Figure 1.

Schematic diagram of the NF-κB signaling pathway and anti-multiple myeloma (MM) drug targets. First-line anti-MM drugs (highlighted in orange) passively target the canonical and/or non-canonical pathways to shut down NF-κB signaling. For example, bortezomib inhibits the 26S proteasome to hinder the processing of p105 and p100 proteins, to prevent gene transcription activation in canonical and non-canonical NF-κB signaling pathways, respectively; dexamethasone induces IκB protein synthesis to inhibit p105 processing; lenalidomide reduces RelA binding to open chromatin; cyclophosphamide is a DNA alkylating agent that disrupts DNA replication and genome stability.

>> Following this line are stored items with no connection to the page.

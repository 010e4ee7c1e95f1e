//! Command-line interface definitions for jobscrape.
//!
//! This module defines the CLI arguments and options using the `clap` crate.
//! Most arguments can also be provided via environment variables.

use clap::Parser;
use std::path::PathBuf;

/// Listing page URL without the trailing page number.
pub const DEFAULT_BASE_URL: &str =
    "https://www.topjobs.lk/applicant/vacancybyfunctionalarea.jsp?FA=AV&pageNo=";

/// Desktop Chrome user agent the site serves full markup to.
pub const DEFAULT_USER_AGENT: &str = "Mozilla/5.0 (X11; Linux x86_64) AppleWebKit/537.36 (KHTML, like Gecko) Chrome/125.0.0.0 Safari/537.36";

/// Command-line arguments for jobscrape.
///
/// # Examples
///
/// ```sh
/// # Five pages, enrichment and OCR on, direct connection
/// jobscrape -o scraped_data.json
///
/// # Through a proxy list, relaxing TLS checks for the proxies only
/// jobscrape --proxy-file proxies.txt --insecure-proxies
///
/// # Listing fields only, no browser
/// jobscrape --pages 10 --no-enrich
/// ```
#[derive(Parser, Debug)]
#[command(author, version, about)]
pub struct Cli {
    /// Listing URL the page number is appended to
    #[arg(long, env = "JOBSCRAPE_BASE_URL", default_value = DEFAULT_BASE_URL)]
    pub base_url: String,

    /// First page number
    #[arg(long, default_value_t = 1)]
    pub start_page: u32,

    /// Number of pages to scrape
    #[arg(long, env = "JOBSCRAPE_PAGES", default_value_t = 5)]
    pub pages: u32,

    /// Pages processed concurrently (each with its own browser)
    #[arg(long, env = "JOBSCRAPE_CONCURRENCY", default_value_t = 5)]
    pub concurrency: usize,

    /// JSON file listings are appended to
    #[arg(short, long, env = "JOBSCRAPE_OUTPUT", default_value = "scraped_data.json")]
    pub output: PathBuf,

    /// Proxy URL, credentials inline (repeatable)
    #[arg(long = "proxy")]
    pub proxies: Vec<String>,

    /// File with one proxy URL per line; `#` starts a comment
    #[arg(long, env = "JOBSCRAPE_PROXY_FILE")]
    pub proxy_file: Option<PathBuf>,

    /// User-Agent header (repeatable)
    #[arg(long = "user-agent", default_values_t = [DEFAULT_USER_AGENT.to_string()])]
    pub user_agents: Vec<String>,

    /// Skip TLS certificate verification when going through a proxy
    #[arg(long)]
    pub insecure_proxies: bool,

    /// HTTP timeout for listing pages
    #[arg(long, default_value_t = 20)]
    pub request_timeout_secs: u64,

    /// Only scrape listing fields; do not open detail views
    #[arg(long)]
    pub no_enrich: bool,

    /// Chrome/Chromium executable
    #[arg(long, env = "CHROME_PATH")]
    pub chrome_path: Option<PathBuf>,

    /// Run Chromium without its sandbox (some containers need this)
    #[arg(long)]
    pub browser_no_sandbox: bool,

    /// How long to wait for a detail tab to open
    #[arg(long, default_value_t = 10)]
    pub detail_timeout_secs: u64,

    /// tesseract executable
    #[arg(long = "tesseract", env = "TESSERACT_CMD", default_value = "tesseract")]
    pub tesseract_cmd: String,

    /// OCR language
    #[arg(long, default_value = "eng")]
    pub ocr_lang: String,

    /// Timeout for each image download and each OCR run
    #[arg(long, default_value_t = 30)]
    pub ocr_timeout_secs: u64,

    /// OCR a screenshot of the detail view when it has no advert image
    #[arg(long)]
    pub screenshot_fallback: bool,
}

Ligands, adaptor proteins and transcriptional complexes involved in canonical NF-κB signaling are depicted in dark blue, whereas those involved in non-canonical NF-κB signaling are depicted in light blue; kinases are depicted in green; inhibitors are depicted in red. P and Ub indicate the post-translational modifications of phosphorylation and ubiquitination, respectively. Arrows with triangle heads indicate activation, whereas arrows with rhomboid heads indicate inactivation/inhibition; direct interactions are indicated by solid lines, whereas indirect interactions are indicated by dash lines.